Please show every line from the entries that carries the word "each".

__Given information__.
============================================================
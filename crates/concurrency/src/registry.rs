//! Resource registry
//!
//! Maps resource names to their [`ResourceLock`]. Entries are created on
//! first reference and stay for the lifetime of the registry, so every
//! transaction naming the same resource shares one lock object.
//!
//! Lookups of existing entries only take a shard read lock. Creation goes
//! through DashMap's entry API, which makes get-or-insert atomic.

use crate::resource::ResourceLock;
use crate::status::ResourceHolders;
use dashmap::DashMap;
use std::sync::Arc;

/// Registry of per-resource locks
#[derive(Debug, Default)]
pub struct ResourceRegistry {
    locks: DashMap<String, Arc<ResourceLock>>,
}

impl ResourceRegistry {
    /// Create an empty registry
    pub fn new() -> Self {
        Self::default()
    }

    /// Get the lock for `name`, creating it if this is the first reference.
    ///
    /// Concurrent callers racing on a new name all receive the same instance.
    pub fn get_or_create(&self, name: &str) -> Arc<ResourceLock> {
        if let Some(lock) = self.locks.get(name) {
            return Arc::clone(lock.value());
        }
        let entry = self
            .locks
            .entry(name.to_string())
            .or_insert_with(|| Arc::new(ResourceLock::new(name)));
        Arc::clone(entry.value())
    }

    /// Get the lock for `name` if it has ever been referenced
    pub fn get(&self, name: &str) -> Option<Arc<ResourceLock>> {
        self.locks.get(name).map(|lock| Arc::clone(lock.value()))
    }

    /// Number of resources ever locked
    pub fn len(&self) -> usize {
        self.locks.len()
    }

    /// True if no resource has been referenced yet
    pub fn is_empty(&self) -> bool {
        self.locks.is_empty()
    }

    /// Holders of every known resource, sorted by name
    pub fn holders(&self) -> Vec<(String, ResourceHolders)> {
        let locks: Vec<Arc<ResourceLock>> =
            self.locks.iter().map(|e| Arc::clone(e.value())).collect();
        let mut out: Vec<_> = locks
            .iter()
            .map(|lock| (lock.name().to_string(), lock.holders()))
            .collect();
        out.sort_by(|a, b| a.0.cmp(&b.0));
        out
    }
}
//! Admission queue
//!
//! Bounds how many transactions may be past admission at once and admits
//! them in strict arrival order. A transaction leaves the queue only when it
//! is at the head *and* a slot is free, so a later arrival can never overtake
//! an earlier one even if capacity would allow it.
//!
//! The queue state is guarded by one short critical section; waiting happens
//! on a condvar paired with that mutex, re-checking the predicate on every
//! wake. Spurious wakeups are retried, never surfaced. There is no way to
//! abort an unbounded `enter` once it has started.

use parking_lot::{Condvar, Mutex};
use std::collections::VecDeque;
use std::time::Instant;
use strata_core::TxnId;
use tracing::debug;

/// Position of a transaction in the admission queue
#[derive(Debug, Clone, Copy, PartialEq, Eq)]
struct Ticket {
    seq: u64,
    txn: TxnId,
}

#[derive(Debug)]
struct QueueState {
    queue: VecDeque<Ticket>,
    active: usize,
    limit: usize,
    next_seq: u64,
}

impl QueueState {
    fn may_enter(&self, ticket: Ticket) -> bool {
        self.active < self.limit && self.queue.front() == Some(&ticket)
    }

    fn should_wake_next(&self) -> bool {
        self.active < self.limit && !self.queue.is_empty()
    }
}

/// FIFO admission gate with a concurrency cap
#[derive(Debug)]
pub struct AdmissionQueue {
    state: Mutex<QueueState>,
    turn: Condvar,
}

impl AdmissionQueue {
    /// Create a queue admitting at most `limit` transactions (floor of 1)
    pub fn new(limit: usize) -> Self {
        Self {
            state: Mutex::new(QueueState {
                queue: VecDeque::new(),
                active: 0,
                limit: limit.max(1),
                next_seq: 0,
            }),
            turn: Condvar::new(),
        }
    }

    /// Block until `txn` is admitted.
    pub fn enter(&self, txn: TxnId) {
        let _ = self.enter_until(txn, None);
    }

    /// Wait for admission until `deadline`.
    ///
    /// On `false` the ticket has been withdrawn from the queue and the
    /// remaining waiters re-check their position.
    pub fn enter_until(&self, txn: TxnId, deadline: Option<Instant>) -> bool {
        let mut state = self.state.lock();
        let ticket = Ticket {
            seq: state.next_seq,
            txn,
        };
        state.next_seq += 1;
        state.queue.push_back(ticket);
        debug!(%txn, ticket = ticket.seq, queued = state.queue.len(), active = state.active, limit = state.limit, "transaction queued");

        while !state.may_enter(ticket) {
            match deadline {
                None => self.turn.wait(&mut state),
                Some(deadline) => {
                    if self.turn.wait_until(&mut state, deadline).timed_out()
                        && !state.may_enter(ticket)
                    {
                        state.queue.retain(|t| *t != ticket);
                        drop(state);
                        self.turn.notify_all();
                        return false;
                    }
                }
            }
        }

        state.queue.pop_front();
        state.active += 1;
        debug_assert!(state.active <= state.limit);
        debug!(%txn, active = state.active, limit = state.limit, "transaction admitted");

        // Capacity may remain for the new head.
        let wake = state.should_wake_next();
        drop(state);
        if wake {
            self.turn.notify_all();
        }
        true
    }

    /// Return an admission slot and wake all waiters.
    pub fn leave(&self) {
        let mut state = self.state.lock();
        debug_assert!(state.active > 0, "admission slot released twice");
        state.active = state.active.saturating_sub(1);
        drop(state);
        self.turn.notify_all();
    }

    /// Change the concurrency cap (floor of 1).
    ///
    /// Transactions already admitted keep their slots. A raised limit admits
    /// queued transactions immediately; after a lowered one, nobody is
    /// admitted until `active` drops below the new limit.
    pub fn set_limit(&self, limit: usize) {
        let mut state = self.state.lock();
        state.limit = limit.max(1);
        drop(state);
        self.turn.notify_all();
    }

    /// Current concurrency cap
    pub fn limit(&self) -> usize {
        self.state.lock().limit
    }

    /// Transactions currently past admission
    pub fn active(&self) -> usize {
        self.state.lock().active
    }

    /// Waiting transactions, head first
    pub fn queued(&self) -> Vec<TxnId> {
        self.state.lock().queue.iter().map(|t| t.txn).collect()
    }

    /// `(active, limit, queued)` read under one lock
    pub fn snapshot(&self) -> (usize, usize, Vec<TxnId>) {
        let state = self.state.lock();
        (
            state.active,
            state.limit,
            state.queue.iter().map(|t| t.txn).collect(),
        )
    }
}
============================================================
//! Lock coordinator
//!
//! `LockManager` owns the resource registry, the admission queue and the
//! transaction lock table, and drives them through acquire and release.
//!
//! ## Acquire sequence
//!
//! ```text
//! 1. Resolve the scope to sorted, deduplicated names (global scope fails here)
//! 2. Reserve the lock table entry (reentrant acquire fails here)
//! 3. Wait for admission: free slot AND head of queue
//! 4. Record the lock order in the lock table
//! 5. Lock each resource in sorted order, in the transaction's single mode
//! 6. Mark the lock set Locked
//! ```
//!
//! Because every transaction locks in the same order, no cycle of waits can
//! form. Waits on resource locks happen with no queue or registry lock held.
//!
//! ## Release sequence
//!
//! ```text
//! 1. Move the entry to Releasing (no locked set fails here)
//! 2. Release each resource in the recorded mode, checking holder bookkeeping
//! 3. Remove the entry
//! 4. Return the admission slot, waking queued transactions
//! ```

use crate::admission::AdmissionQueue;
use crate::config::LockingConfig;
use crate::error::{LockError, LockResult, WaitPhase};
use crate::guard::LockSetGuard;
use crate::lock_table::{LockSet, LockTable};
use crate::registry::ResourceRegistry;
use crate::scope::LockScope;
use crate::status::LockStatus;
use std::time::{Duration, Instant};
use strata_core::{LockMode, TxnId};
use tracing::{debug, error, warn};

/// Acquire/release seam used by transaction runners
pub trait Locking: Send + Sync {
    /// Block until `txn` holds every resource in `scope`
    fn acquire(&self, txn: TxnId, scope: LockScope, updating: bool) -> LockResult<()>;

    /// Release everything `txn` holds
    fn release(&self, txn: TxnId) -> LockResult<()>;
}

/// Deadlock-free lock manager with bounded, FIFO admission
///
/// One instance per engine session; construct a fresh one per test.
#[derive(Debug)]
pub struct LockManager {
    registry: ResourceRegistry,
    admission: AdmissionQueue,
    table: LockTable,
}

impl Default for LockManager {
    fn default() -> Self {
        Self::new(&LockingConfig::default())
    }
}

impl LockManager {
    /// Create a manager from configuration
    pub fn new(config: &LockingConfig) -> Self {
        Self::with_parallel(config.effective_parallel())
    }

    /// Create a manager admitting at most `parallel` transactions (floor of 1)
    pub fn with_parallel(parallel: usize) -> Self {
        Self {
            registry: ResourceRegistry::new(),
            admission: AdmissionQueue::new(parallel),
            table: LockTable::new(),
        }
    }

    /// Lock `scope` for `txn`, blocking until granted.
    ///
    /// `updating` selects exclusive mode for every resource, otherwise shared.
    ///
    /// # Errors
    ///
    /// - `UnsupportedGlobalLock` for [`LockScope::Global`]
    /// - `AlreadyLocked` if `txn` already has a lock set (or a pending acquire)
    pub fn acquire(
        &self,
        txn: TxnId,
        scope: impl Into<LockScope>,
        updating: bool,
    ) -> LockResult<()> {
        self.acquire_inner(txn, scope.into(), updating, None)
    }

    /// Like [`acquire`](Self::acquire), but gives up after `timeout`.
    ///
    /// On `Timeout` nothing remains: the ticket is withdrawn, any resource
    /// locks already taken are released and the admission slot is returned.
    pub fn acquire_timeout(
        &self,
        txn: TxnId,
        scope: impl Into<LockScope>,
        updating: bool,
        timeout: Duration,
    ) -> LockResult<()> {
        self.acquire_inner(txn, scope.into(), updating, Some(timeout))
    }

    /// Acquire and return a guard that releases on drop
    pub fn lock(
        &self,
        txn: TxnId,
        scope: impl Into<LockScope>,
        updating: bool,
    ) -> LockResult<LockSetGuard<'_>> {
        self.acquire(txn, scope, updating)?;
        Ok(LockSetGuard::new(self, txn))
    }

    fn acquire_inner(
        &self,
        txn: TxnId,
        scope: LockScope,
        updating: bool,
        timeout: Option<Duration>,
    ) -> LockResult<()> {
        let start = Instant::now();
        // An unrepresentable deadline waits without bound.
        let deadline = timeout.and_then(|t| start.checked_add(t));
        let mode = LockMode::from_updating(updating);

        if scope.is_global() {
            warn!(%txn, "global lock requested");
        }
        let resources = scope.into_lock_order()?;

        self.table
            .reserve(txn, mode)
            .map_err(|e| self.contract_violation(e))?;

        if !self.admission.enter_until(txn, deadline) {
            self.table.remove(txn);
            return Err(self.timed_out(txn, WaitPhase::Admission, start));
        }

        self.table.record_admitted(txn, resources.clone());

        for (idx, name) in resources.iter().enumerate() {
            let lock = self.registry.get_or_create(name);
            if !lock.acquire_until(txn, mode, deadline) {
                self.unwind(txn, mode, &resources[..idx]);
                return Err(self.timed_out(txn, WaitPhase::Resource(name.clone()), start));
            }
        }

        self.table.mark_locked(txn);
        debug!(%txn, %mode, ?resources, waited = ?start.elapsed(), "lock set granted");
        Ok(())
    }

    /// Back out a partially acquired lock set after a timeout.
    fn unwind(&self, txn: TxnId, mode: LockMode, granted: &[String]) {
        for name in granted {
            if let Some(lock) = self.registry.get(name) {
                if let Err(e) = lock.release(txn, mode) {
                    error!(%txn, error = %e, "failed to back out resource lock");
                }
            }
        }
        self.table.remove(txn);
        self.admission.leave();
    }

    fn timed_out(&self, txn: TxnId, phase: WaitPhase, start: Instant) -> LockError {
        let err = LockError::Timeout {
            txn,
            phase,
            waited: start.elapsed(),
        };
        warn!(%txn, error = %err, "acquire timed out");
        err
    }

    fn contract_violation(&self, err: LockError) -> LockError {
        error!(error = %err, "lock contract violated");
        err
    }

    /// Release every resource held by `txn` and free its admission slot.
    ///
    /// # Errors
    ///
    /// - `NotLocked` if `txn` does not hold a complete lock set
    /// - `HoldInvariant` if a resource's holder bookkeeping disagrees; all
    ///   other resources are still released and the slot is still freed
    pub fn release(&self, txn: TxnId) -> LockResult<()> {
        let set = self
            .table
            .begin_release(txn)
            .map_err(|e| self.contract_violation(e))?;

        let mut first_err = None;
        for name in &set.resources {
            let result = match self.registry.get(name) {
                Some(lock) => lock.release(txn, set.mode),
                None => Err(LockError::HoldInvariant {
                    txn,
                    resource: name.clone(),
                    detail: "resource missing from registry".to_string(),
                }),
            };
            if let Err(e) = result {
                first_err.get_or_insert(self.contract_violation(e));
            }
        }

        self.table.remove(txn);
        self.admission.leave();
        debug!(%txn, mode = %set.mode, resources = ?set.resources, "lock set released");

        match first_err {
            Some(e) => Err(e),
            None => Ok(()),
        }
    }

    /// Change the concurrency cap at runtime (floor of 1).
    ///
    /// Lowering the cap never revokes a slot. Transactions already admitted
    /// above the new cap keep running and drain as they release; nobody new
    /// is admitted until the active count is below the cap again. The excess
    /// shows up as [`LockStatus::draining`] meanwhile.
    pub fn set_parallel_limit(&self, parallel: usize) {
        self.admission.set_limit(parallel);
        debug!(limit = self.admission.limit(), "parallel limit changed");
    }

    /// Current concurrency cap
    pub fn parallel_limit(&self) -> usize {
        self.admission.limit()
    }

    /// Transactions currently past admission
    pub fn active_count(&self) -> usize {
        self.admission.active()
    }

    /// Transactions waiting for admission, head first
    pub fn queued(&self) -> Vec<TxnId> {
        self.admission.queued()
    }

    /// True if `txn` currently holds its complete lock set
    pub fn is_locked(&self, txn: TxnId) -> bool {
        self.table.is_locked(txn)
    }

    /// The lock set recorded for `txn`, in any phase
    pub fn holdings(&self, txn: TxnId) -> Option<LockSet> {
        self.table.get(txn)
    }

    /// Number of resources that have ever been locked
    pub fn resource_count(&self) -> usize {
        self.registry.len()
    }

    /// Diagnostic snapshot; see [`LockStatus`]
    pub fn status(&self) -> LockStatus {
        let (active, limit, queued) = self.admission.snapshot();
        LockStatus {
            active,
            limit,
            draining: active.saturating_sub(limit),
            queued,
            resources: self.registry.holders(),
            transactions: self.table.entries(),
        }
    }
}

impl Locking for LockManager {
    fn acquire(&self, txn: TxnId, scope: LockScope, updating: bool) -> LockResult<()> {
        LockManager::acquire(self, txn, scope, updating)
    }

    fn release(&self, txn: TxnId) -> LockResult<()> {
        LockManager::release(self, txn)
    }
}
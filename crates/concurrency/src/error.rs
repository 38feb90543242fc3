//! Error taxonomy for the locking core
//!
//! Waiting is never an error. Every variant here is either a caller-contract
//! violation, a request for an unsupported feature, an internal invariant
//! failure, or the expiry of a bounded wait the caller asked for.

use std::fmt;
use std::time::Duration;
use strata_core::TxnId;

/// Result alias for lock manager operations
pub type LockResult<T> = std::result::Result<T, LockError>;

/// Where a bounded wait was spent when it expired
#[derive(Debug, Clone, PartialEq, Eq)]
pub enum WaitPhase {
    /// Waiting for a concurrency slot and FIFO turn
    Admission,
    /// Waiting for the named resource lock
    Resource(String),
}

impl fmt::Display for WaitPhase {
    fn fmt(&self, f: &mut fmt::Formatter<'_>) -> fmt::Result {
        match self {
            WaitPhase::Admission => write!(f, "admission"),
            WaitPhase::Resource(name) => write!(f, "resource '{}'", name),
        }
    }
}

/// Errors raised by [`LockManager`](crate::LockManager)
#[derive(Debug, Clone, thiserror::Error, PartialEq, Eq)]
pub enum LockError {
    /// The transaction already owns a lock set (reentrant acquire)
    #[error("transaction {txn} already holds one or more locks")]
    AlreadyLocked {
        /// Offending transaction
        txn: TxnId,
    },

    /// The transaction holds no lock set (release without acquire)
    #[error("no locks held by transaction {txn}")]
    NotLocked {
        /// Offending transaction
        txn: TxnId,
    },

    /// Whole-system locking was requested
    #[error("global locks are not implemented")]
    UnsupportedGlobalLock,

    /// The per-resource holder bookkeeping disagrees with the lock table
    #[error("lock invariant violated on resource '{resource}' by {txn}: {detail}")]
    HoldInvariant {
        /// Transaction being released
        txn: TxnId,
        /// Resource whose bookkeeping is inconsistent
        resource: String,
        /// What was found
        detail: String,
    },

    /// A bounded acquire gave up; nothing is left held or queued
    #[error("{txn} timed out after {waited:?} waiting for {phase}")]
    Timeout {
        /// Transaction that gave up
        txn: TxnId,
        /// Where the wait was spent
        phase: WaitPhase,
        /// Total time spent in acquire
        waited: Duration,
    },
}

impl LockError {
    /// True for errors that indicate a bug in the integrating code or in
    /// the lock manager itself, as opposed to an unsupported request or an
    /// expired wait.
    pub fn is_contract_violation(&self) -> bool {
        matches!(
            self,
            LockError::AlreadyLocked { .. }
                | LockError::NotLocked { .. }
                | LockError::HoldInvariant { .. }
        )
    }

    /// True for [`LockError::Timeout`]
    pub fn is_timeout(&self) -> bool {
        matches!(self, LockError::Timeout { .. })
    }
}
============================================================
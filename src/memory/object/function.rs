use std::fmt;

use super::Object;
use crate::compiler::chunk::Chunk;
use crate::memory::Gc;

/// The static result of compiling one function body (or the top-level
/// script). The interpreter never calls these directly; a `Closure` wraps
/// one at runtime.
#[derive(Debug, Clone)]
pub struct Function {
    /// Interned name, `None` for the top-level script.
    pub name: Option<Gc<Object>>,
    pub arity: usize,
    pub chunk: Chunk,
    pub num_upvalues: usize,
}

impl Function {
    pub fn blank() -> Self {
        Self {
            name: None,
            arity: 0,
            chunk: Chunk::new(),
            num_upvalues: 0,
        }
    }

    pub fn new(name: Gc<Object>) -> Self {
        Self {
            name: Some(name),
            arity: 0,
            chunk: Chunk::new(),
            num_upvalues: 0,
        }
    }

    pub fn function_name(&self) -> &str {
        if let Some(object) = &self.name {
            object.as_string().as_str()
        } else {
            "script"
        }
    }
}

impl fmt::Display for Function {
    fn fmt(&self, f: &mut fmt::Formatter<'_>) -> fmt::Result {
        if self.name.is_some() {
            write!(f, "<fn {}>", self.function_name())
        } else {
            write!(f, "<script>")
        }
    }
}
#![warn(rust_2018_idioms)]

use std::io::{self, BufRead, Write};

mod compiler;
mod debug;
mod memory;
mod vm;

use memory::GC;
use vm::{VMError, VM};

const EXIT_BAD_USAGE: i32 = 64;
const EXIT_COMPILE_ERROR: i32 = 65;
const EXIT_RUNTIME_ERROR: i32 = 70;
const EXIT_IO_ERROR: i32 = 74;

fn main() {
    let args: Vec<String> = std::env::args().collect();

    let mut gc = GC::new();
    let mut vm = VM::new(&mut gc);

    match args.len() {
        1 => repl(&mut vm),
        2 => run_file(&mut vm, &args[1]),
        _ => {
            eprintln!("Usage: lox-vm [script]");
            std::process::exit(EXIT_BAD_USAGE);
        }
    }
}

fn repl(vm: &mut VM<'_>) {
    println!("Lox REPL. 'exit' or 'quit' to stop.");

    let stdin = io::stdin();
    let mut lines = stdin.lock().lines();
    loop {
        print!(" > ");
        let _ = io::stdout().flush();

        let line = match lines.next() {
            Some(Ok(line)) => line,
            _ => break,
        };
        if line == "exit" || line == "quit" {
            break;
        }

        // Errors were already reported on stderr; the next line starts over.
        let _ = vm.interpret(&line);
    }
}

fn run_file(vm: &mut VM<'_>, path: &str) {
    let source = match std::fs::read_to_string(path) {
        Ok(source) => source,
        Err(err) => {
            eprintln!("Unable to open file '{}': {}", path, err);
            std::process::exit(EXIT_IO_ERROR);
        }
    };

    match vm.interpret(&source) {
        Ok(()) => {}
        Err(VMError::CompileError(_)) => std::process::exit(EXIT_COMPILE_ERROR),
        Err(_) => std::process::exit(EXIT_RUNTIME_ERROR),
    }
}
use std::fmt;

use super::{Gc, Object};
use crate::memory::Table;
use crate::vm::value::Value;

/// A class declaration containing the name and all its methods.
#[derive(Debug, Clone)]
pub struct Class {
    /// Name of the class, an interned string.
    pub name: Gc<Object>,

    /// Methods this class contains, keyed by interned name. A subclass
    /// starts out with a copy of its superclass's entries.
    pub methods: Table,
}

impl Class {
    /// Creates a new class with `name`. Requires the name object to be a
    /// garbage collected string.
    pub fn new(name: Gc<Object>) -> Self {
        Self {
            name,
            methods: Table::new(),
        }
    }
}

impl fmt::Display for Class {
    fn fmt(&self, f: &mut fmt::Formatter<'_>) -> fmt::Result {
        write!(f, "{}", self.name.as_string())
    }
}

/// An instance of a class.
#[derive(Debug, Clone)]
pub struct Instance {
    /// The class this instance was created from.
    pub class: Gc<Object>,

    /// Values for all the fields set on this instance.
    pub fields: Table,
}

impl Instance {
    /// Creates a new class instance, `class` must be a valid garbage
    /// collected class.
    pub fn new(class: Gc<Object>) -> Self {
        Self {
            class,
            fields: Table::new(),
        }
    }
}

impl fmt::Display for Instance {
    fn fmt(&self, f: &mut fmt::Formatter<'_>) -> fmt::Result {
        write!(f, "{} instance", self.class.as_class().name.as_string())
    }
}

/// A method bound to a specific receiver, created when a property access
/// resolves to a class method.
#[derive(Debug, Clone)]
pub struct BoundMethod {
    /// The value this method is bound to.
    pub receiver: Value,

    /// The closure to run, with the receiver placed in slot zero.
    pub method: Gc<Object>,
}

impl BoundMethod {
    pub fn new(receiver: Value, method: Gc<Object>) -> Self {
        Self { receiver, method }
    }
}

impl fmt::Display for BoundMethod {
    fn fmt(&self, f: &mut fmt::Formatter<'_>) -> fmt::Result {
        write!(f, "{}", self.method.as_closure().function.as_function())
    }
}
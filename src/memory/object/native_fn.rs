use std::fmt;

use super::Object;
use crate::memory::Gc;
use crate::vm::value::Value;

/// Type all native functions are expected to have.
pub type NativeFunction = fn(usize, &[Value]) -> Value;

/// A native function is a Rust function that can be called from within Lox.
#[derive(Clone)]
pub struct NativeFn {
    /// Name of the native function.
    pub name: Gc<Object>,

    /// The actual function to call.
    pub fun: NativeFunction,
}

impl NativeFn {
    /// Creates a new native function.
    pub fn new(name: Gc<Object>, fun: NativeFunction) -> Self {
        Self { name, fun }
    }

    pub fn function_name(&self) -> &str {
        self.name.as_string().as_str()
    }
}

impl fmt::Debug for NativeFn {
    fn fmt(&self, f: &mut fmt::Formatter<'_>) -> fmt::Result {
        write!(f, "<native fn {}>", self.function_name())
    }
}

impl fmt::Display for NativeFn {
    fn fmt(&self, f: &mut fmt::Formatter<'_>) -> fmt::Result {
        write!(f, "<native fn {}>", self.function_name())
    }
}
============================================================
__Response__.
//! 5. Lock each resource in sorted order, in the transaction's single mode
//! 2. Release each resource in the recorded mode, checking holder bookkeeping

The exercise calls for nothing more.